Shutterstock/Dean Drobot

Il primo e più importante sarebbe “segui il tuo istinto”: lo racconta un’indagine inglese secondo cui se potessimo parlare con i noi stessi di quando eravamo ragazzini ci spingeremmo soprattutto ad aver fiducia nelle nostre capacità e a essere più auto-indulgenti.

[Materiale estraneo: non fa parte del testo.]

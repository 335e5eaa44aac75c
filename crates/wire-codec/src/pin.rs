//! PIN instruction: tag + a one-byte pin vector, zero-padded to 7 bytes.

use scan_core::{CommandKind, RawFrame};

use crate::{pack_header, unpack_header, word_of, DecodeError, InstructionTag};

/// Polygon-motor enable, laser-0, and laser-1 bits, in that fixed order.
pub const POLYGON_MOTOR: u8 = 0b0000_0001;
pub const LASER_0: u8 = 0b0000_0010;
pub const LASER_1: u8 = 0b0000_0100;

/// The pin vector sent in a PIN instruction.
#[derive(Debug, Clone, Copy, PartialEq, Eq, Default)]
pub struct PinVector(u8);

impl PinVector {
    #[must_use]
    pub const fn new(bits: u8) -> Self {
        Self(bits)
    }

    #[must_use]
    pub const fn get(self) -> u8 {
        self.0
    }

    #[must_use]
    pub const fn polygon_motor(self) -> bool {
        self.0 & POLYGON_MOTOR != 0
    }

    #[must_use]
    pub const fn laser0(self) -> bool {
        self.0 & LASER_0 != 0
    }

    #[must_use]
    pub const fn laser1(self) -> bool {
        self.0 & LASER_1 != 0
    }

    #[must_use]
    pub const fn with_polygon_motor(self, on: bool) -> Self {
        self.set(POLYGON_MOTOR, on)
    }

    #[must_use]
    pub const fn with_laser0(self, on: bool) -> Self {
        self.set(LASER_0, on)
    }

    #[must_use]
    pub const fn with_laser1(self, on: bool) -> Self {
        self.set(LASER_1, on)
    }

    const fn set(self, bit: u8, on: bool) -> Self {
        if on { Self(self.0 | bit) } else { Self(self.0 & !bit) }
    }
}

/// Encode a PIN instruction: a single frame, tag in the header's high byte,
/// the vector in the low byte of the remaining 56-bit field.
#[must_use]
pub fn encode_pin(vector: PinVector) -> Vec<RawFrame> {
    let header = pack_header(InstructionTag::Pin, u64::from(vector.get()));
    vec![crate::encode_command(CommandKind::Write, header)]
}

/// Decode a PIN instruction's single frame back into a [`PinVector`].
pub fn decode_pin(frames: &[RawFrame]) -> Result<PinVector, DecodeError> {
    if frames.len() != 1 {
        return Err(DecodeError::FrameCountMismatch {
            expected: 1,
            got: frames.len(),
        });
    }

    let (tag_byte, field) = unpack_header(word_of(frames[0]));
    if InstructionTag::try_from(tag_byte)? != InstructionTag::Pin {
        return Err(DecodeError::UnknownTag(tag_byte));
    }

    Ok(PinVector::new(field as u8))
}

#[cfg(test)]
mod tests {
    use super::*;

    #[test]
    fn round_trips() {
        let vector = PinVector::new(0).with_polygon_motor(true).with_laser1(true);
        let frames = encode_pin(vector);
        assert_eq!(frames.len(), 1);
        assert_eq!(decode_pin(&frames).unwrap(), vector);
    }

    #[test]
    fn fixed_bit_order() {
        let vector = PinVector::new(0)
            .with_polygon_motor(true)
            .with_laser0(true)
            .with_laser1(true);
        assert_eq!(vector.get(), 0b0000_0111);
    }
}
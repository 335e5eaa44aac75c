//! Pure functions that pack and unpack the wire protocol: command/reply
//! frames, and the three instruction payload families (MOVE, PIN,
//! LASERLINE). No I/O happens here; see `scan-transport` for the exchange.

mod error;
mod laserline;
mod move_instr;
mod pin;
mod tag;

pub use error::{DecodeError, EncodeError};
pub use laserline::encode_laserline;
pub use move_instr::{decode_move, encode_move, MoveSegment};
pub use pin::{decode_pin, encode_pin, PinVector};
pub use tag::InstructionTag;

use scan_core::{CommandKind, RawFrame, Reply, StatusByte};

pub use scan_core::MAX_TICKS_FIELD;

/// Upper bound of the 55-bit `ticks_per_half_step` field in a laserline
/// header (the remaining bit is the direction).
pub const MAX_TICKS_PER_STEP: u64 = (1 << 55) - 1;

/// Pack a command byte and a 64-bit word into the 9 bytes transmitted on
/// the wire, most-significant byte first.
#[must_use]
pub fn encode_command(kind: CommandKind, word: u64) -> RawFrame {
    let mut bytes = [0u8; 9];
    bytes[0] = kind.into();
    bytes[1..].copy_from_slice(&word.to_be_bytes());
    bytes
}

/// Unpack a reply's 9 bytes into its status byte and word.
#[must_use]
pub fn decode_reply(bytes: RawFrame) -> (StatusByte, u64) {
    let reply = Reply::from_bytes(bytes);
    (reply.status, reply.word)
}

/// Pack an instruction tag and a 56-bit field into the header word: the
/// tag occupies the highest byte, the field the remaining 56 bits.
pub(crate) fn pack_header(tag: tag::InstructionTag, field: u64) -> u64 {
    (u64::from(u8::from(tag)) << 56) | (field & MAX_TICKS_FIELD)
}

/// Split a header word back into its tag byte and 56-bit field.
pub(crate) fn unpack_header(word: u64) -> (u8, u64) {
    ((word >> 56) as u8, word & MAX_TICKS_FIELD)
}

/// Extract the 64-bit word from a raw frame, regardless of whether its
/// leading byte is a command or a status byte.
pub(crate) fn word_of(bytes: RawFrame) -> u64 {
    let mut word_bytes = [0u8; 8];
    word_bytes.copy_from_slice(&bytes[1..]);
    u64::from_be_bytes(word_bytes)
}
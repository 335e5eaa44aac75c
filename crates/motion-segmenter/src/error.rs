use thiserror::Error;

#[derive(Debug, Error, Clone, Copy, PartialEq, Eq)]
pub enum SegmentError {
    #[error("re-originated coefficient overflows the device's 64-bit ALU width")]
    Overflow,

    #[error("segment velocity bound {bound} exceeds the Nyquist threshold {threshold} (F_MOTOR/2)")]
    Nyquist { bound: u128, threshold: u128 },
}
use thiserror::Error;

#[derive(Debug, Error, Clone, Copy, PartialEq)]
pub enum ScanError {
    #[error("laserline payload has {got} bits, more than bits_per_line ({bits_per_line})")]
    OverLong { bits_per_line: u32, got: usize },

    #[error("facet sync not observed within stable_s ({stable_s}s)")]
    SyncTimeout { stable_s: f64 },

    #[error("device asserted dispatch_error mid-scanline; FIFO drained")]
    FifoDrained,

    #[error(transparent)]
    Encode(#[from] wire_codec::EncodeError),
}
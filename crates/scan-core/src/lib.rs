//! Shared wire-level types and introspection traits used across the
//! scanner controller core.
//!
//! Every exchange with the device is one [`RawFrame`] out and one in. The
//! higher crates (`wire-codec`, `scan-transport`, `scan-dispatcher`, ...)
//! build on the types here rather than re-deriving the wire shape.

mod command;
mod direction;
mod observable;
mod status;
mod ticks;

pub use command::{CommandError, CommandKind};
pub use direction::Direction;
pub use observable::{Observable, Value};
pub use status::StatusByte;
pub use ticks::Ticks;

/// Width in bytes of one direction of a frame exchange: one command/status
/// byte plus one 64-bit word.
pub const FRAME_LEN: usize = 9;

/// Signed fixed-point coefficient, interpreted by the device's ALU at
/// `F_MOTOR`. See `motion-segmenter` for re-origination and Nyquist checks.
pub type Coef = i64;

/// Upper bound of the 7-byte (56-bit) field carried in an instruction
/// header word, alongside its tag byte: used for both `ticks_move` and
/// per-segment tick counts.
pub const MAX_TICKS_FIELD: u64 = (1 << 56) - 1;

/// The raw 9 bytes transmitted (or received) in one direction of an
/// exchange: one command/status byte, then the 64-bit word, most
/// significant byte first.
pub type RawFrame = [u8; FRAME_LEN];

/// A host-to-device frame before serialization: a command kind and its
/// 64-bit word.
#[derive(Debug, Clone, Copy, PartialEq, Eq)]
pub struct Frame {
    pub command: CommandKind,
    pub word: u64,
}

impl Frame {
    #[must_use]
    pub const fn new(command: CommandKind, word: u64) -> Self {
        Self { command, word }
    }

    /// Pack into the 9 bytes transmitted on the wire, most-significant byte
    /// first for both the command byte's position and the word.
    #[must_use]
    pub fn to_bytes(self) -> RawFrame {
        let mut bytes = [0u8; FRAME_LEN];
        bytes[0] = self.command.into();
        bytes[1..].copy_from_slice(&self.word.to_be_bytes());
        bytes
    }
}

/// A device-to-host reply: the status byte and its word (meaningful only
/// for read-style commands).
#[derive(Debug, Clone, Copy, PartialEq, Eq)]
pub struct Reply {
    pub status: StatusByte,
    pub word: u64,
}

impl Reply {
    #[must_use]
    pub fn from_bytes(bytes: RawFrame) -> Self {
        let mut word_bytes = [0u8; 8];
        word_bytes.copy_from_slice(&bytes[1..]);
        Self {
            status: StatusByte::new(bytes[0]),
            word: u64::from_be_bytes(word_bytes),
        }
    }
}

Infatti, fra i primi venti consigli che vorremmo spedire nel passato ci sono la sollecitazione a “volersi più bene ed essere felici di quel che abbiamo, perché la vita non è una competizione”, a “non disperarsi per ogni piccolo errore perché tutti ne commettiamo”, a “godersi la vita e non preoccuparsi troppo”. Tanti si spronerebbero anche a “sposarsi più tardi e viaggiare di più” e magari a “mangiare bene e pensare alla salute”; un compendio di raccomandazioni che indicano come tutti abbiamo affrontato la vita meno serenamente di quanto avremmo davvero voluto. Anche per questo la life coach inglese Rebecca Lockwood, commentando i dati, ha spiegato: «Tutti hanno dubbi e preoccupazioni e non ha senso paragonare i lati più intimi della nostra vita con quelli pubblici della vita degli altri, sui social e non solo: dobbiamo sempre chiederci cosa vogliamo davvero, che cosa è importante per noi e che cosa non ci piace, perché solo noi possiamo saperlo». E.M.